━━━ DATA FOR REVIEW

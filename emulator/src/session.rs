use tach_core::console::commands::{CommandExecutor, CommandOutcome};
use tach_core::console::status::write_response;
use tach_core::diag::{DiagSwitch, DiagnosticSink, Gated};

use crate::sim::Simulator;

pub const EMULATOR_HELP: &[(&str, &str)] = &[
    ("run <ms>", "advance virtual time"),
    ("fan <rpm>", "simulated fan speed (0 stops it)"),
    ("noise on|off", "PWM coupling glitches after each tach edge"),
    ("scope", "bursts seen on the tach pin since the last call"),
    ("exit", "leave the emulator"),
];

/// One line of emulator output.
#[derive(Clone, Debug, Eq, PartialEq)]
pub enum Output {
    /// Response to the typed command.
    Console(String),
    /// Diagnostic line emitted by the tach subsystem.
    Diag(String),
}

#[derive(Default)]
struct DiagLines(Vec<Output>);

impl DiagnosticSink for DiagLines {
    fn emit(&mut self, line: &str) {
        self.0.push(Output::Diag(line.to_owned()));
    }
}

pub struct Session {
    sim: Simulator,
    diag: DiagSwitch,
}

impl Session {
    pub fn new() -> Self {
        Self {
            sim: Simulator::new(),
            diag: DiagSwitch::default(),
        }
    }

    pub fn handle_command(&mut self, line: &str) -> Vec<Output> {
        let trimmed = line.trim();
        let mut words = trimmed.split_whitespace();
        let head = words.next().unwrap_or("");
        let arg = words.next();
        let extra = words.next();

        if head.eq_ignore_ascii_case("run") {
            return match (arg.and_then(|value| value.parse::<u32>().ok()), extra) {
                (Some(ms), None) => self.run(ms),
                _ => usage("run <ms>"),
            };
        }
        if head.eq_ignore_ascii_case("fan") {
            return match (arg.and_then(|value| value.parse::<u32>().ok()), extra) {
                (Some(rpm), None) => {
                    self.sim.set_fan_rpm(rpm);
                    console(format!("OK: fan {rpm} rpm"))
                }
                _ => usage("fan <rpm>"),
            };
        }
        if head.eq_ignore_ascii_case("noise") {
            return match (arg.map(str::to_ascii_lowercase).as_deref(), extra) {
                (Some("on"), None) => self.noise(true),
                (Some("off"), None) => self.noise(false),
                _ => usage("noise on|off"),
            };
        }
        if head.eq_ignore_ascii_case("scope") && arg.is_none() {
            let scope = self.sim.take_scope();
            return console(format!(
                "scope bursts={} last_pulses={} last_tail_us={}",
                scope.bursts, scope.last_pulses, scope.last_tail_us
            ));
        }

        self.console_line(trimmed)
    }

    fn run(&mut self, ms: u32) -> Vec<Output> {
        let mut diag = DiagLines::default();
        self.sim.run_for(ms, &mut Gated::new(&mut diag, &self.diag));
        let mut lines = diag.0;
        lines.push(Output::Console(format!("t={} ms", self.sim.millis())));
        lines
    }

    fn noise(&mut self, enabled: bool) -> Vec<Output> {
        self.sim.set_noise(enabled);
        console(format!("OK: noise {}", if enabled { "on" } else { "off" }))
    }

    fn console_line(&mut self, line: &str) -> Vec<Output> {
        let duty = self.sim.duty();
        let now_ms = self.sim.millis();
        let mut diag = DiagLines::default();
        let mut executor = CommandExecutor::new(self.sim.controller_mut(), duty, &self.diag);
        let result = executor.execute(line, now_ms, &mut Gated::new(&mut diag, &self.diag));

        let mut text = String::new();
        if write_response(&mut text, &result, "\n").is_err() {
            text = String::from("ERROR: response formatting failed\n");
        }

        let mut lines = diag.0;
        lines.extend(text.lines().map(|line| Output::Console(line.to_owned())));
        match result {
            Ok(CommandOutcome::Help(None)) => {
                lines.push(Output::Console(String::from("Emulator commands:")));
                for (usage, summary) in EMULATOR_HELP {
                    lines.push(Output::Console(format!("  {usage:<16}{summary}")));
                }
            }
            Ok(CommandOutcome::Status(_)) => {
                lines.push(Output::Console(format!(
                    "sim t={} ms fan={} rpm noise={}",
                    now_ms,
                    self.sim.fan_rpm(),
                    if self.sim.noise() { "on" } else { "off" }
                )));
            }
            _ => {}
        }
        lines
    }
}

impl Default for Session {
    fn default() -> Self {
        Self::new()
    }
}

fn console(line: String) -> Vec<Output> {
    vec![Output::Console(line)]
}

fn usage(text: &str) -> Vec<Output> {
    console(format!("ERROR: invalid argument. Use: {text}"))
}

━━━━━━

**PROBLEM TO SOLVE:**
In the listing above, locate the line containing "the tach subsystem." and the line containing "let arg = words.next();", then transcribe both and every line between them verbatim.

**OUTPUT FOR THIS TASK:**
    /// Diagnostic line emitted by the tach subsystem.
    Diag(String),
}

#[derive(Default)]
struct DiagLines(Vec<Output>);

impl DiagnosticSink for DiagLines {
    fn emit(&mut self, line: &str) {
        self.0.push(Output::Diag(line.to_owned()));
    }
}

pub struct Session {
    sim: Simulator,
    diag: DiagSwitch,
}

impl Session {
    pub fn new() -> Self {
        Self {
            sim: Simulator::new(),
            diag: DiagSwitch::default(),
        }
    }

    pub fn handle_command(&mut self, line: &str) -> Vec<Output> {
        let trimmed = line.trim();
        let mut words = trimmed.split_whitespace();
        let head = words.next().unwrap_or("");
        let arg = words.next();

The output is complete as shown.